Latest Copyright Cases in 2022 – Part 2

This running post provides a summary of the latest Copyright cases decided by courts in India in 2022:

The Polo/Lauren Company L.P. Vs. Sandeep Arora & Anr.

The Petitioner sought removal of Respondent No. 1’s registered copyright, namely, ‘SPORTS POLO’ by way of a rectification petition under Section 50 of the Copyright Act, 1957.
The Petitioner contended that it was the registered proprietor and user of the mark ‘POLO SPORT’ since 1967 with a device mark of a ‘horse with a person riding it while flinging his club to hit a ball in the sport of polo’. The Petitioner further contended that the trademark was a well-known mark. Additionally, the Petitioner claimed that the artistic work adopted by Respondent No. 1 was an infringement of the Petitioner’s copyright and the Respondent No. 1 had also misappropriated the words ‘Polo’ and ‘Sport’.
The Respondent No. 1 contended that it was the rightful user of ‘ARRAS SPORTS POLO’ since 2020 and that its copyright was substantially different from that of the Petitioner. With respect to the logo, the Respondent claimed that it used four horses with riders on them, who were not playing the game of polo, thereby differentiating its logo from that of the Plaintiff.
The Court examined both logos and held that the artistic works in the logo of the Respondent No.1 was almost an imitation of the well-known trademarks of the Petitioner and was not an original artistic work for the purposes of registration under the Act. Additionally, it held that the Respondent No. 1 dishonestly and in bad faith, copied the Petitioner’s trademarks. Accordingly, the Court held that the Respondent No. 2 was mistaken when it provided a registration certificate. Therefore, the Court opined that the Respondent No. 1’s impugned copyright was to be expunged from the Register of Copyrights within eight weeks.

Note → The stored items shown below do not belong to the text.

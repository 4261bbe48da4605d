use crate::domain::{AdminTab, Route, TaskRunId};

#[derive(Debug, Clone)]
pub enum DomainEvent {
    // Navigation
    RouteChanged(Route),

    // Wizard background results
    WizardTask {
        run_id: TaskRunId,
        ev: WizardTaskEvent,
    },

    // Admin background results
    AdminTask {
        run_id: TaskRunId,
        ev: AdminTaskEvent,
    },

    // User-visible errors
    UserError(String),
}

#[derive(Debug, Clone)]
pub enum WizardTaskEvent {
    /// The copywriter produced text for the description field. On failure
    /// this carries one of the fixed fallback strings, never an error.
    GenerationFinished { description: String },
    /// The simulated publish round-trip completed.
    Published,
}

#[derive(Debug, Clone)]
pub enum AdminTaskEvent {
    /// The simulated save for a tab completed.
    SectionSaved { tab: AdminTab },
}
pub mod copywriter;
pub mod net;

// Re-exports for convenience
pub use copywriter::{
    CopywriterError, GeminiCopywriter, EMPTY_RESPONSE_FALLBACK, SERVICE_ERROR_FALLBACK,
};
pub use net::default_http_client;
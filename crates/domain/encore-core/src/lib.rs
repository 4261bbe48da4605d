use chrono::NaiveDate;
use serde::{Deserialize, Serialize};

pub mod catalog;
pub mod checklist;
pub mod draft;
pub mod money;

pub use checklist::{default_checklist, readiness_percent, ChecklistCategory, ChecklistItem};
pub use draft::{CoverImage, DescriptionRequest, EventDraft, WizardStep};

pub type EventId = String;

#[derive(Debug, Clone, Copy, PartialEq, Eq, Serialize, Deserialize)]
pub enum EventCategory {
    Music,
    Technology,
    Business,
    Workshop,
    Social,
}

impl EventCategory {
    pub const ALL: [EventCategory; 5] = [
        EventCategory::Music,
        EventCategory::Technology,
        EventCategory::Business,
        EventCategory::Workshop,
        EventCategory::Social,
    ];

    /// Display name shown to attendees (and fed to the copywriter prompt).
    pub fn label(&self) -> &'static str {
        match self {
            EventCategory::Music => "Música",
            EventCategory::Technology => "Tecnologia",
            EventCategory::Business => "Negócios",
            EventCategory::Workshop => "Workshop",
            EventCategory::Social => "Social",
        }
    }
}

#[derive(Debug, Clone, Copy, PartialEq, Eq, Serialize, Deserialize)]
pub enum TicketType {
    Free,
    Paid,
    Donation,
}

/// A priced tier of tickets for an event (e.g. "early bird").
#[derive(Debug, Clone, PartialEq, Serialize, Deserialize)]
pub struct TicketBatch {
    pub id: String,
    pub name: String,
    pub price_cents: u64,
    pub quantity: u32,
    pub sold: u32,
    pub ticket_type: TicketType,
}

impl TicketBatch {
    pub fn remaining(&self) -> u32 {
        self.quantity.saturating_sub(self.sold)
    }

    pub fn is_free(&self) -> bool {
        self.price_cents == 0
    }
}

#[derive(Debug, Clone, PartialEq, Serialize, Deserialize)]
pub struct Event {
    pub id: EventId,
    pub title: String,
    pub description: String,
    pub location: String,
    pub date: NaiveDate,
    pub time: String,
    pub image_url: String,
    pub organizer: String,
    pub category: EventCategory,
    pub batches: Vec<TicketBatch>,
}

impl Event {
    /// The batch currently on sale. Mock events carry exactly one.
    pub fn lead_batch(&self) -> Option<&TicketBatch> {
        self.batches.first()
    }
}

/// How a dashboard metric value should be rendered.
#[derive(Debug, Clone, Copy, PartialEq, Eq, Serialize, Deserialize)]
pub enum MetricKind {
    /// Value is an amount in cents.
    Currency,
    /// Value is a plain count.
    Count,
    /// Value is a percentage.
    Percent,
}

#[derive(Debug, Clone, PartialEq, Serialize, Deserialize)]
pub struct SalesMetric {
    pub label: String,
    pub kind: MetricKind,
    pub value: f64,
    pub change_pct: f64,
    pub positive: bool,
}

/// One day of the weekly revenue series shown on the dashboard.
#[derive(Debug, Clone, PartialEq, Serialize, Deserialize)]
pub struct RevenuePoint {
    pub day: String,
    pub revenue_cents: u64,
    pub tickets: u32,
}

#[derive(Debug, Clone, PartialEq, Serialize, Deserialize)]
pub struct SaleRecord {
    pub initials: String,
    pub label: String,
    pub event: String,
    pub amount_cents: u64,
}
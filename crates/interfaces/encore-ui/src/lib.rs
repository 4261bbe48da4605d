mod app;
mod components;
mod screens;
mod theme;
mod utils;

use encore_app_core::EncoreApplication;
use tracing_subscriber::{EnvFilter, FmtSubscriber};

fn setup_logging() {
    let filter = EnvFilter::try_from_default_env().unwrap_or_else(|_| EnvFilter::new("info"));
    let subscriber = FmtSubscriber::builder().with_env_filter(filter).finish();
    let _ = tracing::subscriber::set_global_default(subscriber);
}

pub fn run() -> eframe::Result<()> {
    setup_logging();

    let options = eframe::NativeOptions {
        viewport: eframe::egui::ViewportBuilder::default()
            .with_inner_size([1200.0, 800.0])
            .with_min_inner_size([900.0, 600.0])
            .with_title("ENCORE // EVENTOS"),
        ..Default::default()
    };

    eframe::run_native(
        "Encore",
        options,
        Box::new(|cc| {
            theme::setup(&cc.egui_ctx);
            // Cover previews in the wizard decode from in-memory bytes.
            egui_extras::install_image_loaders(&cc.egui_ctx);

            Ok(Box::new(app::EncoreUiApp::new(EncoreApplication::new())))
        }),
    )
}
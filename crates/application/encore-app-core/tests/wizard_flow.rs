use std::sync::Arc;
use std::time::{Duration, Instant};

use encore_app_core::{CopywriterPort, EncoreApplication, Route};
use encore_core::{DescriptionRequest, WizardStep};

struct SilentCopywriter;

#[async_trait::async_trait]
impl CopywriterPort for SilentCopywriter {
    async fn generate_description(&self, _req: &DescriptionRequest) -> String {
        String::new()
    }
}

fn app() -> EncoreApplication {
    EncoreApplication::with_copywriter(Arc::new(SilentCopywriter))
}

fn drain_until(
    app: &mut EncoreApplication,
    timeout: Duration,
    mut done: impl FnMut(&EncoreApplication) -> bool,
) -> bool {
    let deadline = Instant::now() + timeout;
    while Instant::now() < deadline {
        app.handle_task_events();
        if done(app) {
            return true;
        }
        std::thread::sleep(Duration::from_millis(10));
    }
    false
}

#[test]
fn entering_the_wizard_mounts_an_empty_draft() {
    let mut app = app();
    app.navigate(Route::CreateEvent);

    let wizard = app.state.wizard.as_ref().expect("wizard mounted");
    assert_eq!(wizard.step, WizardStep::Basics);
    assert!(wizard.draft.title.is_empty());
    assert!(wizard.draft.description.is_empty());
}

#[test]
fn steps_move_one_at_a_time_in_both_directions() {
    let mut app = app();
    app.navigate(Route::CreateEvent);

    let step = |app: &EncoreApplication| app.state.wizard.as_ref().map(|w| w.step);

    app.advance_wizard();
    assert_eq!(step(&app), Some(WizardStep::DetailsAi));
    app.advance_wizard();
    assert_eq!(step(&app), Some(WizardStep::MediaReview));
    app.advance_wizard();
    assert_eq!(step(&app), Some(WizardStep::MediaReview));

    app.back_wizard();
    assert_eq!(step(&app), Some(WizardStep::DetailsAi));
    app.back_wizard();
    assert_eq!(step(&app), Some(WizardStep::Basics));
    app.back_wizard();
    assert_eq!(step(&app), Some(WizardStep::Basics));
}

#[test]
fn step_one_fields_survive_a_round_trip_to_review_and_back() {
    let mut app = app();
    app.navigate(Route::CreateEvent);

    {
        let draft = &mut app.state.wizard.as_mut().unwrap().draft;
        draft.title = "Summit de Inovação 2024".into();
        draft.location = "Expo Center, SP".into();
        draft.date = "2024-11-15".into();
        draft.time = "09:00".into();
        draft.price = "150".into();
    }

    app.advance_wizard();
    app.advance_wizard();
    app.back_wizard();
    app.back_wizard();

    let draft = &app.state.wizard.as_ref().unwrap().draft;
    assert_eq!(draft.title, "Summit de Inovação 2024");
    assert_eq!(draft.location, "Expo Center, SP");
    assert_eq!(draft.date, "2024-11-15");
    assert_eq!(draft.time, "09:00");
    assert_eq!(draft.price, "150");
}

#[test]
fn leaving_the_wizard_discards_the_draft() {
    let mut app = app();
    app.navigate(Route::CreateEvent);
    app.state.wizard.as_mut().unwrap().draft.title = "Rascunho".into();

    app.navigate(Route::Home);
    assert!(app.state.wizard.is_none());

    app.navigate(Route::CreateEvent);
    let wizard = app.state.wizard.as_ref().unwrap();
    assert!(wizard.draft.title.is_empty(), "draft must not survive");
    assert_eq!(wizard.step, WizardStep::Basics);
}

#[test]
fn publish_is_a_no_op_outside_the_review_step() {
    let mut app = app();
    app.navigate(Route::CreateEvent);

    app.publish_draft().unwrap();
    assert!(!app.state.wizard.as_ref().unwrap().publishing);
}

#[test]
fn publishing_waits_the_simulated_round_trip_then_lands_on_the_dashboard() {
    let mut app = app();
    app.navigate(Route::CreateEvent);
    app.advance_wizard();
    app.advance_wizard();

    app.publish_draft().unwrap();
    assert!(app.state.wizard.as_ref().unwrap().publishing);

    let finished = drain_until(&mut app, Duration::from_secs(5), |app| {
        app.state.route == Route::Dashboard
    });
    assert!(finished, "publish never completed");
    assert!(app.state.wizard.is_none(), "draft is discarded on publish");
}
pub mod app;
pub mod app_core;
mod async_runtime;
pub mod domain;
pub mod orchestrator;
pub mod ports;
pub mod viewmodel;

pub use app::EncoreApplication;
pub use app_core::*;
pub use domain::{
    AdminState, AdminTab, AppState, CheckoutState, DatabaseEngine, DatabaseForm, PaymentForm,
    PaymentProvider, Route, TaskRunId, WizardState,
};
pub use ports::CopywriterPort;
pub use viewmodel::*;
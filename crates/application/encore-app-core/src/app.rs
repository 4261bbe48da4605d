use std::sync::Arc;

use tokio::sync::mpsc;
use uuid::Uuid;

use crate::app_core::{reduce, DomainEvent};
use crate::domain::{AdminTab, AppState, Route, TaskRunId};
use crate::orchestrator::TaskOrchestrator;
use crate::ports::CopywriterPort;

use encore_core::{CoverImage, DescriptionRequest, WizardStep};

pub struct EncoreApplication {
    pub state: AppState,

    orchestrator: TaskOrchestrator,

    msg_rx: mpsc::Receiver<DomainEvent>,
    msg_tx: mpsc::Sender<DomainEvent>,
}

impl Default for EncoreApplication {
    fn default() -> Self {
        Self::new()
    }
}

impl EncoreApplication {
    pub fn new() -> Self {
        let client =
            encore_infra::default_http_client().unwrap_or_else(|_| reqwest::Client::new());
        let copywriter = Arc::new(encore_infra::GeminiCopywriter::from_env(client));
        Self::with_copywriter(copywriter)
    }

    /// Construction seam: inject any copywriter implementation (tests use
    /// canned and failing stubs here).
    pub fn with_copywriter(copywriter: Arc<dyn CopywriterPort>) -> Self {
        let (msg_tx, msg_rx) = mpsc::channel(100);

        Self {
            state: AppState::default(),
            orchestrator: TaskOrchestrator::new(copywriter, msg_tx.clone()),
            msg_rx,
            msg_tx,
        }
    }

    // --- Navigation ---

    pub fn navigate(&mut self, route: Route) {
        if self.state.route != route {
            // A view's background work dies with the view.
            if self.state.route == Route::CreateEvent {
                self.orchestrator.cancel_wizard_tasks();
            }
            if self.state.route == Route::Admin {
                self.orchestrator.cancel_admin_tasks();
            }
        }
        self.apply(DomainEvent::RouteChanged(route));
    }

    /// Call this from the UI loop/tick to process async results. Results
    /// whose run id no longer matches the owning view are stale (the view
    /// unmounted or restarted the task) and are discarded.
    pub fn handle_task_events(&mut self) {
        while let Ok(ev) = self.msg_rx.try_recv() {
            let live = match &ev {
                DomainEvent::WizardTask { run_id, .. } => {
                    self.state.wizard.as_ref().and_then(|w| w.run_id) == Some(*run_id)
                }
                DomainEvent::AdminTask { run_id, .. } => {
                    self.state.admin.as_ref().and_then(|a| a.run_id) == Some(*run_id)
                }
                _ => true,
            };
            if !live {
                continue;
            }
            self.apply(ev);
        }
    }

    pub fn is_busy(&self) -> bool {
        let wizard_busy = self
            .state
            .wizard
            .as_ref()
            .map(|w| w.generating || w.publishing)
            .unwrap_or(false);
        let admin_busy = self
            .state
            .admin
            .as_ref()
            .map(|a| a.saving.is_some())
            .unwrap_or(false);
        wizard_busy || admin_busy
    }

    fn apply(&mut self, ev: DomainEvent) {
        self.state = reduce(self.state.clone(), ev);
    }

    // --- Wizard ---

    pub fn advance_wizard(&mut self) {
        if let Some(wizard) = self.state.wizard.as_mut() {
            wizard.step = wizard.step.next();
        }
    }

    pub fn back_wizard(&mut self) {
        if let Some(wizard) = self.state.wizard.as_mut() {
            wizard.step = wizard.step.back();
        }
    }

    /// Kick off the copywriter for the current draft. The precondition check
    /// runs first: without a title and key details no request is issued and
    /// the wizard shows a notice instead.
    pub fn start_description_generation(&mut self) -> anyhow::Result<()> {
        let Some(wizard) = self.state.wizard.as_mut() else {
            return Ok(());
        };
        if wizard.generating {
            return Ok(());
        }

        let req = DescriptionRequest::from_draft(&wizard.draft);
        if let Err(msg) = req.validate() {
            wizard.notice = Some(msg.to_string());
            return Ok(());
        }

        wizard.notice = None;
        let run_id: TaskRunId = Uuid::new_v4();
        wizard.generating = true;
        wizard.run_id = Some(run_id);

        if let Err(e) = self.orchestrator.start_generation(req, run_id) {
            if let Some(wizard) = self.state.wizard.as_mut() {
                wizard.generating = false;
                wizard.run_id = None;
            }
            self.apply(DomainEvent::UserError(e.to_string()));
            return Err(e);
        }
        Ok(())
    }

    /// Terminal wizard action, only meaningful on the review step. Waits the
    /// simulated round-trip, then discards the draft and lands on the
    /// dashboard.
    pub fn publish_draft(&mut self) -> anyhow::Result<()> {
        let Some(wizard) = self.state.wizard.as_mut() else {
            return Ok(());
        };
        if wizard.publishing || wizard.step != WizardStep::MediaReview {
            return Ok(());
        }

        let run_id: TaskRunId = Uuid::new_v4();
        wizard.publishing = true;
        wizard.run_id = Some(run_id);

        if let Err(e) = self.orchestrator.start_publish(run_id) {
            if let Some(wizard) = self.state.wizard.as_mut() {
                wizard.publishing = false;
                wizard.run_id = None;
            }
            self.apply(DomainEvent::UserError(e.to_string()));
            return Err(e);
        }
        Ok(())
    }

    pub fn set_cover_image(&mut self, file_name: String, bytes: Vec<u8>) {
        if let Some(wizard) = self.state.wizard.as_mut() {
            wizard.draft.cover = Some(CoverImage {
                file_name,
                bytes: bytes.into(),
            });
        }
    }

    pub fn dismiss_wizard_notice(&mut self) {
        if let Some(wizard) = self.state.wizard.as_mut() {
            wizard.notice = None;
        }
    }

    // --- Checkout ---

    pub fn increment_tickets(&mut self) {
        if let Some(checkout) = self.state.checkout.as_mut() {
            checkout.quantity = checkout.quantity.saturating_add(1);
        }
    }

    pub fn decrement_tickets(&mut self) {
        if let Some(checkout) = self.state.checkout.as_mut() {
            checkout.quantity = encore_config::clamp_quantity(checkout.quantity.saturating_sub(1));
        }
    }

    pub fn open_checkout(&mut self) {
        if let Some(checkout) = self.state.checkout.as_mut() {
            checkout.modal_open = true;
        }
    }

    pub fn close_checkout(&mut self) {
        if let Some(checkout) = self.state.checkout.as_mut() {
            checkout.modal_open = false;
            checkout.receipt = None;
        }
    }

    /// Simulated payment confirmation. No transaction record is created.
    pub fn confirm_purchase(&mut self) {
        if let Some(checkout) = self.state.checkout.as_mut() {
            checkout.receipt = Some("Pagamento simulado com sucesso!".to_string());
        }
    }

    // --- Admin ---

    pub fn select_admin_tab(&mut self, tab: AdminTab) {
        if let Some(admin) = self.state.admin.as_mut() {
            admin.active_tab = tab;
        }
    }

    /// Simulated save for the active tab: after a fixed delay the checklist
    /// item tied to the tab flips to completed. Nothing is stored.
    pub fn save_admin_section(&mut self) -> anyhow::Result<()> {
        let Some(admin) = self.state.admin.as_mut() else {
            return Ok(());
        };
        if admin.saving.is_some() {
            return Ok(());
        }

        let tab = admin.active_tab;
        let run_id: TaskRunId = Uuid::new_v4();
        admin.saving = Some(tab);
        admin.run_id = Some(run_id);

        if let Err(e) = self.orchestrator.start_section_save(tab, run_id) {
            if let Some(admin) = self.state.admin.as_mut() {
                admin.saving = None;
                admin.run_id = None;
            }
            self.apply(DomainEvent::UserError(e.to_string()));
            return Err(e);
        }
        Ok(())
    }
}
use reqwest::Client;

/// Shared HTTP client for outbound calls. No timeout and no retry policy:
/// a slow service keeps the single in-flight call pending until the owning
/// view cancels it.
pub fn default_http_client() -> reqwest::Result<Client> {
    Client::builder()
        .user_agent(concat!("encore/", env!("CARGO_PKG_VERSION")))
        .build()
}
pub mod events;
pub mod reducer;

pub use events::{AdminTaskEvent, DomainEvent, WizardTaskEvent};
pub use reducer::reduce;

Citation: The Polo/Lauren Company L P Vs. Sandeep Arora & Anr., Decided by The Delhi High Court on 1st February, 2022, available at, last visited on 11th February, 2022.

Frankfinn Entertainment Company Pvt. Ltd. Vs. Unisys Infosolutions Pvt. Ltd. & Ors.

The Plaintiff, a subsidiary of parent company “Frankfinn Institute of Air Hostess Training” a reputed organization, engaged in imparting training in the fields of Aviation, Hospitality, Travel Management, Customer Services, and entered the music and entertainment arena in the year 2007. Plaintiff had a YouTube Channel “Divine Amrit Bani” which was later changed to “Shabad Kirtan Gurbani- Divine Amrit Bani” managed by Defendant No. 2 M/s. Indya Records, which claimed to be the leading player in Shabad Gurbani videos and audios. The Plaintiff contended that the Defendant No. 1 unlawfully started asserting rights over the Plaintiff’s content and did not disclose the earnings from that channel. The Plaintiff, being the owner of the YouTube channel, alleged that the Defendant No. 3, Google LLC, an online video sharing platform shared the Plaintiff’s content without its prior approval. The Plaintiff submitted that sharing of the credentials of its social media account did not mean transfer of ownership, and the Defendants had no right to mala-fidely upload the Plaintiff’s content on their own channels and thus block the Plaintiff from uploading its own content on its own YouTube Channel. The High Court of Delhi granted ex-parte ad interim injunction in favour of the Plaintiff. Later the Plaintiff filed an affidavit where the Court asked the Defendant No 1 and Defendant No 3 to disclose the earnings and dismissed the charges against Defendant No 2.

Citation: Frankfinn Entertainment Company Pvt. Ltd Vs. Unisys Infosolutions Pvt. Ltd. & Ors .Decided by High Court of Delhi on 2nd March, 2022, available at, last visited 7th March, 2022.

Phonographic Performance Ltd. Vs. Union of India and Ors.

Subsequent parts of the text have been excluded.